Federal health officials have concluded that most nursing homes are understaffed to the point that patients may be endangered. For the first time, the government is recommending strict new rules that would require thousands of the homes to hire more nurses and health aides.

In a report to Congress based on eight years of exhaustive research, the Clinton administration says that understaffing has contributed to an increase in the incidence of severe bedsores, malnutrition and abnormal weight loss among nursing home residents. Many of the patients end up hospitalized for life-threatening infections, dehydration, congestive heart failure and other problems that could probably have been prevented if the homes had more employees, the report says.

The government emphasized that the proposed levels of staff were not the optimal levels, but the minimum needed to prevent patients from being exposed to ``a substantially increased risk'' of poor-quality care.


``More than half of the nation's nursing homes don't meet a minimum benchmark for staffing,'' Mr. Grassley said. ``That means residents don't get fed enough. They don't get turned to prevent bedsores. They end up in the hospital much more often than they should.''

The report found that nursing homes with low staffing levels tended to have large numbers of residents with nutrition problems. Many frail elderly patients need help with meals but do not receive it, and their health declines, the study said.

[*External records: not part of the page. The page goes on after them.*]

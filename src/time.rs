use core::ffi::c_long;

use crate::platform::{self, Timespec};

/// Block the calling thread for `ms` milliseconds.
///
/// The duration is forwarded unchecked. Returns 0 on success and the
/// platform's status otherwise (negative durations are rejected by the
/// platform, an interrupted sleep returns early with its status).
pub fn sleep(ms: i32) -> i32 {
    platform::nanosleep(&to_timespec(ms))
}

fn to_timespec(ms: i32) -> Timespec {
    Timespec {
        tv_sec: c_long::from(ms / 1000),
        tv_nsec: c_long::from(ms % 1000) * 1_000_000,
    }
}
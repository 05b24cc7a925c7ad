//! Process-wide stream handles, looked up once on first use.

use core::sync::atomic::{AtomicI32, Ordering};

use crate::platform::{self, RawFd, STD_ERROR_HANDLE, STD_OUTPUT_HANDLE};

const UNSET: i32 = i32::MIN;

/// A lazily resolved handle for one standard stream selector.
///
/// Resolution is idempotent, so a race between two first callers only
/// costs a duplicate lookup; both store the same value.
pub struct StdHandle {
    selector: i32,
    cached: AtomicI32,
}

impl StdHandle {
    pub const fn new(selector: i32) -> Self {
        Self {
            selector,
            cached: AtomicI32::new(UNSET),
        }
    }

    pub fn get(&self) -> Option<RawFd> {
        match self.cached.load(Ordering::Acquire) {
            UNSET => {
                let fd = platform::get_std_handle(self.selector)?;
                self.cached.store(fd, Ordering::Release);
                Some(fd)
            }
            fd => Some(fd),
        }
    }
}

static STDOUT: StdHandle = StdHandle::new(STD_OUTPUT_HANDLE);
static STDERR: StdHandle = StdHandle::new(STD_ERROR_HANDLE);

pub fn stdout() -> Option<RawFd> {
    STDOUT.get()
}

pub fn stderr() -> Option<RawFd> {
    STDERR.get()
}
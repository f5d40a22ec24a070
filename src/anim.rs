use crate::{anim_ease::Ease, core::Point};

pub trait Lerp: Sized {
    fn lerp(a: &Self, b: &Self, t: f64) -> Self;
}

impl Lerp for f64 {
    fn lerp(a: &Self, b: &Self, t: f64) -> Self {
        a + (b - a) * t
    }
}

impl Lerp for Point {
    fn lerp(a: &Self, b: &Self, t: f64) -> Self {
        Point::new(f64::lerp(&a.x, &b.x, t), f64::lerp(&a.y, &b.y, t))
    }
}

/// Staggered marker entrance: marker `i` waits `i * stagger_ms`, then eases
/// from its start point to its final point over `duration_ms`.
#[derive(Clone, Copy, Debug, PartialEq, serde::Serialize, serde::Deserialize)]
#[serde(default)]
pub struct Entrance {
    pub duration_ms: f64,
    pub stagger_ms: f64,
    pub ease: Ease,
}

impl Default for Entrance {
    fn default() -> Self {
        Self {
            duration_ms: 1_000.0,
            stagger_ms: 20.0,
            ease: Ease::OutCubic,
        }
    }
}

impl Entrance {
    pub fn delay_ms(&self, index: usize) -> f64 {
        index as f64 * self.stagger_ms.max(0.0)
    }

    /// Time at which every marker has arrived.
    pub fn total_ms(&self, count: usize) -> f64 {
        match count {
            0 => 0.0,
            n => self.delay_ms(n - 1) + self.duration_ms.max(0.0),
        }
    }

    /// Eased progress in `0..=1` of marker `index` at time `t_ms`.
    /// A NaN time counts as settled.
    pub fn progress(&self, index: usize, t_ms: f64) -> f64 {
        if t_ms.is_nan() {
            return 1.0;
        }
        let local = t_ms - self.delay_ms(index);
        if local <= 0.0 {
            return 0.0;
        }
        if self.duration_ms <= 0.0 || local >= self.duration_ms {
            return 1.0;
        }
        self.ease.apply(local / self.duration_ms)
    }

    pub fn sample<T: Lerp>(&self, index: usize, from: &T, to: &T, t_ms: f64) -> T {
        T::lerp(from, to, self.progress(index, t_ms))
    }
}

When employees are in short supply, they often prod patients to eat faster, forcing ''huge spoonfuls of food into their mouths,'' so the patients cough and choke, the report said.


To prevent severe bedsores, also known as pressure ulcers, patients must be turned or moved every two hours, the report said, but this is unlikely to occur in homes with low numbers of nurses' aides. The sores can become infected and damage underlying muscle and bone.

The General Accounting Office, an investigative arm of Congress, said last year that more than one-fourth of nursing homes had deficiencies that ``caused actual harm to residents or placed them at risk of death or serious injury.''


In 1999, the Clinton administration gave inspectors new guidance on how to determine if a home had sufficient nursing staff to meet the residents' needs. But even with this guidance, the report said, there is ''no evidence'' that inspectors can actually determine whether homes comply with the general federal requirement to have sufficient staff.